21. Sosok Ayah

Pada akhirnya mereka urung makan siang di tempat dan terpaksa membungkus beberapa porsi nasi padang karena suasana hati Agni tak nyaman. Walau ia sudah memesan satu porsi daging rendang, tapi ia tak berniat makan karena ingin memastikan ucapan Agni sehingga siang itu juga Bara bergegas ke Surabaya setelah mengantar Agni kembali ke kantor.

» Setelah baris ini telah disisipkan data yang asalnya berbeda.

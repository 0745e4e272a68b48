use crate::candidates::CandidateList;
use crate::cluster::Cluster;
use std::collections::HashMap;
use std::fmt;
use tracing::{debug, error};

#[derive(Debug, Clone, Copy, PartialEq, Eq)]
pub enum Decision {
    Keep,
    Remove,
}

#[derive(Debug, Clone, Copy, PartialEq, Eq)]
pub enum ClusterRole {
    Removed,
    Kept,
}

/// Which cluster decided a candidate's fate, and its role in it.
#[derive(Debug, Clone, PartialEq, Eq)]
pub struct ClusterAnnotation {
    pub role: ClusterRole,
    pub cluster: Cluster,
}

impl fmt::Display for ClusterAnnotation {
    fn fmt(&self, f: &mut fmt::Formatter<'_>) -> fmt::Result {
        let marker = match self.role {
            ClusterRole::Removed => '-',
            ClusterRole::Kept => '+',
        };
        write!(f, "{} {}", marker, self.cluster)
    }
}

#[derive(Debug, Clone, PartialEq, Eq)]
pub struct Outcome {
    pub index: usize,
    pub decision: Decision,
    pub annotation: Option<ClusterAnnotation>,
}

/// A candidate that more than one cluster tried to annotate. The cluster
/// merger should make this impossible.
#[derive(Debug, Clone, PartialEq, Eq)]
pub struct ClusterConflict {
    pub index: usize,
    pub existing: ClusterAnnotation,
    pub conflicting: ClusterAnnotation,
}

#[derive(Debug, Clone, Default, PartialEq, Eq)]
pub struct Resolution {
    /// One outcome per candidate, in candidate order.
    pub outcomes: Vec<Outcome>,
    pub conflicts: Vec<ClusterConflict>,
}

impl Resolution {
    pub fn outcome(&self, index: usize) -> Option<&Outcome> {
        self.outcomes.get(index)
    }

    pub fn kept_indices(&self) -> Vec<usize> {
        self.indices_with(Decision::Keep)
    }

    pub fn removed_indices(&self) -> Vec<usize> {
        self.indices_with(Decision::Remove)
    }

    pub fn kept_names<'a>(&self, candidates: &'a CandidateList) -> Vec<&'a str> {
        self.names_with(Decision::Keep, candidates)
    }

    pub fn removed_names<'a>(&self, candidates: &'a CandidateList) -> Vec<&'a str> {
        self.names_with(Decision::Remove, candidates)
    }

    pub fn has_conflicts(&self) -> bool {
        !self.conflicts.is_empty()
    }

    fn indices_with(&self, decision: Decision) -> Vec<usize> {
        self.outcomes
            .iter()
            .filter(|o| o.decision == decision)
            .map(|o| o.index)
            .collect()
    }

    fn names_with<'a>(&self, decision: Decision, candidates: &'a CandidateList) -> Vec<&'a str> {
        self.indices_with(decision)
            .into_iter()
            .filter_map(|index| candidates.get(index))
            .collect()
    }
}

/// Classify every candidate as kept or removed.
///
/// `clusters` must already have their keeper in the last slot. A candidate
/// found at a non-last position of a cluster is removed and taken out of that
/// cluster; a cluster that would drop below two members is discarded.
pub fn classify(candidate_count: usize, clusters: &[Cluster]) -> Resolution {
    let (mut annotations, conflicts) = annotate(clusters);

    let mut open: Vec<Cluster> = clusters.to_vec();
    let mut outcomes = Vec::with_capacity(candidate_count);

    for index in 0..candidate_count {
        let hit = open
            .iter()
            .position(|cluster| cluster.removable().contains(&index));

        let decision = match hit {
            Some(position) => {
                open = open
                    .into_iter()
                    .enumerate()
                    .filter_map(|(i, cluster)| {
                        if i == position {
                            cluster.without(index)
                        } else {
                            Some(cluster)
                        }
                    })
                    .collect();
                Decision::Remove
            }
            None => Decision::Keep,
        };

        outcomes.push(Outcome {
            index,
            decision,
            annotation: annotations.remove(&index),
        });
    }

    debug!(
        "Classified {} candidates: {} removed",
        outcomes.len(),
        outcomes.iter().filter(|o| o.decision == Decision::Remove).count()
    );
    Resolution { outcomes, conflicts }
}

fn annotate(clusters: &[Cluster]) -> (HashMap<usize, ClusterAnnotation>, Vec<ClusterConflict>) {
    let mut annotations: HashMap<usize, ClusterAnnotation> = HashMap::new();
    let mut conflicts = Vec::new();

    for cluster in clusters {
        let last = cluster.len().saturating_sub(1);
        for (position, &index) in cluster.members().iter().enumerate() {
            let annotation = ClusterAnnotation {
                role: if position < last {
                    ClusterRole::Removed
                } else {
                    ClusterRole::Kept
                },
                cluster: cluster.clone(),
            };
            match annotations.get(&index) {
                Some(existing) => {
                    error!(
                        "Internal error: candidate {} already annotated {}, also claimed {}",
                        index, existing, annotation
                    );
                    conflicts.push(ClusterConflict {
                        index,
                        existing: existing.clone(),
                        conflicting: annotation,
                    });
                }
                None => {
                    annotations.insert(index, annotation);
                }
            }
        }
    }

    (annotations, conflicts)
}

#[cfg(test)]
mod tests {
    use super::*;

    fn decisions(resolution: &Resolution) -> Vec<Decision> {
        resolution.outcomes.iter().map(|o| o.decision).collect()
    }

    #[test]
    fn test_every_candidate_gets_one_outcome() {
        let clusters = vec![Cluster::new(vec![0, 3, 5]), Cluster::new(vec![2, 4])];
        let resolution = classify(7, &clusters);

        assert_eq!(resolution.outcomes.len(), 7);
        let mut all: Vec<usize> = resolution.kept_indices();
        all.extend(resolution.removed_indices());
        all.sort();
        assert_eq!(all, (0..7).collect::<Vec<_>>());
        assert_eq!(resolution.removed_indices(), vec![0, 2, 3]);
        assert_eq!(resolution.kept_indices(), vec![1, 4, 5, 6]);
        assert!(!resolution.has_conflicts());
    }

    #[test]
    fn test_swapped_keeper_survives() {
        let clusters = vec![Cluster::new(vec![2, 1, 0])];
        let resolution = classify(3, &clusters);
        assert_eq!(
            decisions(&resolution),
            vec![Decision::Keep, Decision::Remove, Decision::Remove]
        );
    }

    #[test]
    fn test_annotations_mark_role() {
        let clusters = vec![Cluster::new(vec![1, 3])];
        let resolution = classify(4, &clusters);

        let removed = resolution.outcome(1).unwrap();
        assert_eq!(removed.annotation.as_ref().unwrap().to_string(), "- [1, 3]");
        let kept = resolution.outcome(3).unwrap();
        assert_eq!(kept.annotation.as_ref().unwrap().to_string(), "+ [1, 3]");
        assert_eq!(kept.decision, Decision::Keep);
        assert!(resolution.outcome(0).unwrap().annotation.is_none());
    }

    #[test]
    fn test_conflicting_clusters_are_reported() {
        let clusters = vec![Cluster::new(vec![0, 2]), Cluster::new(vec![2, 4])];
        let resolution = classify(5, &clusters);

        assert_eq!(resolution.conflicts.len(), 1);
        let conflict = &resolution.conflicts[0];
        assert_eq!(conflict.index, 2);
        assert_eq!(conflict.existing.to_string(), "+ [0, 2]");
        assert_eq!(conflict.conflicting.to_string(), "- [2, 4]");
        // Still exactly one outcome each.
        assert_eq!(resolution.outcomes.len(), 5);
        assert_eq!(resolution.removed_indices(), vec![0, 2]);
    }

    #[test]
    fn test_no_clusters_keeps_everything() {
        let resolution = classify(3, &[]);
        assert_eq!(resolution.kept_indices(), vec![0, 1, 2]);
        assert!(resolution.removed_indices().is_empty());
    }

    #[test]
    fn test_names_follow_candidate_order() {
        let candidates = CandidateList::new(
            vec!["a".to_string(), "b".to_string(), "c".to_string()],
            vec![],
        );
        let resolution = classify(3, &[Cluster::new(vec![0, 2])]);
        assert_eq!(resolution.kept_names(&candidates), vec!["b", "c"]);
        assert_eq!(resolution.removed_names(&candidates), vec!["a"]);
    }
}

Hanya dalam waktu empat jam saja Bara sampai di rumah Yangkung.  Alih-alih menyapa pria tua itu, ia langsung masuk dan membuka pintu lemari Agni di kamarnya yang masih tersisa beberapa baju. Ia membuka laci dan mata Bara seketika membeliak mendapati kartu ATM dan buku rekening ada di sana.

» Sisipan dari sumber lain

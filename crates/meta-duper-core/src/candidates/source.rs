use crate::error::Error;
use std::fs;
use std::io::{self, BufRead};
use std::path::{Path, PathBuf};
use std::process::Command;
use tracing::{debug, info};

/// Where the raw list of names comes from.
#[derive(Debug, Clone, PartialEq)]
pub enum CandidateSource {
    /// Entries of a single directory (not recursive).
    Directory(PathBuf),
    /// An external program printing one name per line, e.g. `ls` on a share.
    Command { program: String, args: Vec<String> },
    /// Newline separated names on standard input.
    Stdin,
}

impl CandidateSource {
    /// List raw names. Any failure here is fatal for the run.
    pub fn list_names(&self) -> Result<Vec<String>, Error> {
        self.list_names_from(io::stdin().lock())
    }

    /// Like [`list_names`](Self::list_names), with `stdin` standing in for
    /// standard input.
    pub fn list_names_from<R: BufRead>(&self, stdin: R) -> Result<Vec<String>, Error> {
        let names = match self {
            CandidateSource::Directory(dir) => list_directory(dir)?,
            CandidateSource::Command { program, args } => list_from_command(program, args)?,
            CandidateSource::Stdin => list_from_reader(stdin)?,
        };
        info!("Listed {} names from {}", names.len(), self);
        Ok(names)
    }
}

impl std::fmt::Display for CandidateSource {
    fn fmt(&self, f: &mut std::fmt::Formatter<'_>) -> std::fmt::Result {
        match self {
            CandidateSource::Directory(dir) => write!(f, "directory {}", dir.display()),
            CandidateSource::Command { program, args } => {
                write!(f, "command `{}", program)?;
                for arg in args {
                    write!(f, " {}", arg)?;
                }
                write!(f, "`")
            }
            CandidateSource::Stdin => write!(f, "stdin"),
        }
    }
}

/// File names directly inside `dir`. Subdirectories are not listed.
pub fn list_directory(dir: &Path) -> Result<Vec<String>, Error> {
    let entries = fs::read_dir(dir).map_err(|err| {
        Error::CandidateSource(format!("Error reading directory {}: {}", dir.display(), err))
    })?;

    let mut names = Vec::new();
    for entry in entries {
        let entry = entry.map_err(|err| {
            Error::CandidateSource(format!(
                "Error reading entry in directory {}: {}",
                dir.display(),
                err
            ))
        })?;
        if entry.file_type().map(|t| t.is_dir()).unwrap_or(false) {
            continue;
        }
        names.push(entry.file_name().to_string_lossy().into_owned());
    }
    Ok(names)
}

/// Run `program` to completion and read its stdout as a name list.
/// Anything written to stderr, or a non-zero exit, aborts the run.
pub fn list_from_command(program: &str, args: &[String]) -> Result<Vec<String>, Error> {
    debug!("Running listing command {} {:?}", program, args);
    let output = Command::new(program)
        .args(args)
        .output()
        .map_err(|err| Error::CandidateSource(format!("Could not run {}: {}", program, err)))?;

    let stderr = String::from_utf8_lossy(&output.stderr);
    if !stderr.trim().is_empty() {
        return Err(Error::CandidateSource(format!(
            "{} reported errors: {}",
            program,
            stderr.trim()
        )));
    }
    if !output.status.success() {
        return Err(Error::CandidateSource(format!(
            "{} exited with {}",
            program, output.status
        )));
    }

    list_from_reader(output.stdout.as_slice())
}

pub fn list_from_reader<R: BufRead>(reader: R) -> Result<Vec<String>, Error> {
    let mut names = Vec::new();
    for line in reader.lines() {
        let line = line?;
        let name = line.trim_end_matches(['\r', '\n']);
        if !name.trim().is_empty() {
            names.push(name.to_string());
        }
    }
    Ok(names)
}

#[cfg(test)]
mod tests {
    use super::*;
    use tempfile::tempdir;

    #[test]
    fn test_list_directory_skips_subdirectories() {
        let dir = tempdir().unwrap();
        fs::write(dir.path().join("a.ts.meta"), "x").unwrap();
        fs::write(dir.path().join("a.ts"), "x").unwrap();
        fs::create_dir(dir.path().join("nested.ts.meta")).unwrap();

        let mut names = list_directory(dir.path()).unwrap();
        names.sort();
        assert_eq!(names, vec!["a.ts".to_string(), "a.ts.meta".to_string()]);
    }

    #[test]
    fn test_missing_directory_is_fatal() {
        let dir = tempdir().unwrap();
        let missing = dir.path().join("gone");
        assert!(matches!(
            CandidateSource::Directory(missing).list_names(),
            Err(Error::CandidateSource(_))
        ));
    }

    #[test]
    fn test_reader_ignores_blank_lines() {
        let input = "one.ts.meta\r\n\n  \ntwo.ts.meta\n";
        let names = list_from_reader(input.as_bytes()).unwrap();
        assert_eq!(names, vec!["one.ts.meta".to_string(), "two.ts.meta".to_string()]);
    }

    #[cfg(unix)]
    #[test]
    fn test_command_output_is_listed() {
        let names = list_from_command("sh", &["-c".to_string(), "printf 'b\\na\\n'".to_string()])
            .unwrap();
        assert_eq!(names, vec!["b".to_string(), "a".to_string()]);
    }

    #[cfg(unix)]
    #[test]
    fn test_command_stderr_is_fatal() {
        let result = list_from_command(
            "sh",
            &["-c".to_string(), "echo a; echo 'host down' >&2".to_string()],
        );
        assert!(matches!(result, Err(Error::CandidateSource(_))));
    }

    #[test]
    fn test_stdin_source_reads_given_input() {
        let names = CandidateSource::Stdin
            .list_names_from("b.ts.meta\n\na.ts.meta\n".as_bytes())
            .unwrap();
        assert_eq!(names, vec!["b.ts.meta".to_string(), "a.ts.meta".to_string()]);
    }

    #[test]
    fn test_directory_source_ignores_stdin() {
        let dir = tempdir().unwrap();
        fs::write(dir.path().join("a.ts.meta"), "x").unwrap();
        let names = CandidateSource::Directory(dir.path().to_path_buf())
            .list_names_from("other.ts.meta\n".as_bytes())
            .unwrap();
        assert_eq!(names, vec!["a.ts.meta".to_string()]);
    }

    #[cfg(unix)]
    #[test]
    fn test_command_failure_without_stderr_is_fatal() {
        let result = list_from_command("sh", &["-c".to_string(), "exit 3".to_string()]);
        match result {
            Err(Error::CandidateSource(msg)) => assert!(msg.contains("exited with")),
            other => panic!("unexpected result {:?}", other),
        }
    }
}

Tak ingin berlama-lama, Bara pun segera memelesat ke gerai ATM untuk mengecek saldo. Sayangnya di layar monitor tertera tulisan “kartu tidak valid.”

“Sial!” Bara menarik kembali kartu ATM dengan nama Agni di permukaannya dengan kasar. Untuk memastikan isi saldonya, ia harus mengajak Agni mengurus sendiri ke bank. “Pantes Agni segitu nolaknya aku deketin arek-arek! Dia ga ngrasa aku support finansial mereka.”

Selama ini Bara selalu berpikir Agni tak punya rasa terima kasih sudah diberi bantuan. Padahal, tanpa Bara tahu Agni sedang bertahan hidup sambil mengandung anak-anaknya dengan dukungan Tante Mirna tanpa uang pensiun dari Papa setelah ditinggal Mama.

Bara menepuk keras dahinya menepis rasa bersalah. Ia benar-benar berdosa pada Om Arkan yang setelah menikahi Agni ia panggil Papa karena ternyata membuat putri kesayangan Papa menderita.

Sekembalinya dari gerai ATM, Bara berjalan lesu dengan punggung yang melengkung. Ia hanya melalui Yangkung yang sedang melihat acara berita tanpa menyapa.

“Le, opo’o se kamu balik-balik kaya setrikaan?” tegur Yangkung.

Langkah Bara terhenti. Lidahnya kaku, tak bisa menjawab Yangkung. Ia hanya menunduk menyembunyikan raut bersalah. Tanpa bisa ia kendalikan lagi, bahunya naik turun menahan isakan yang selama ini tak pernah terlontar kecuali saat kepergiaan Papi.

“Bar, ada apa?” Dengan terseok menggunakan tongkat tripodnya, Yangkung mendekat.

Seperti anak kecil, Bara memeluk eyang kakungnya dengan sesenggukan yang berusaha ia tahan.

“Ada apa, Ngger?” Yangkung mengelus punggung sang cucu.

Setelah tenang, Bara menegakkan tubuh dan mengusap wajahnya kasar dengan mata memerah. “Kung, ada sesuatu yang mau saya bicarakan.”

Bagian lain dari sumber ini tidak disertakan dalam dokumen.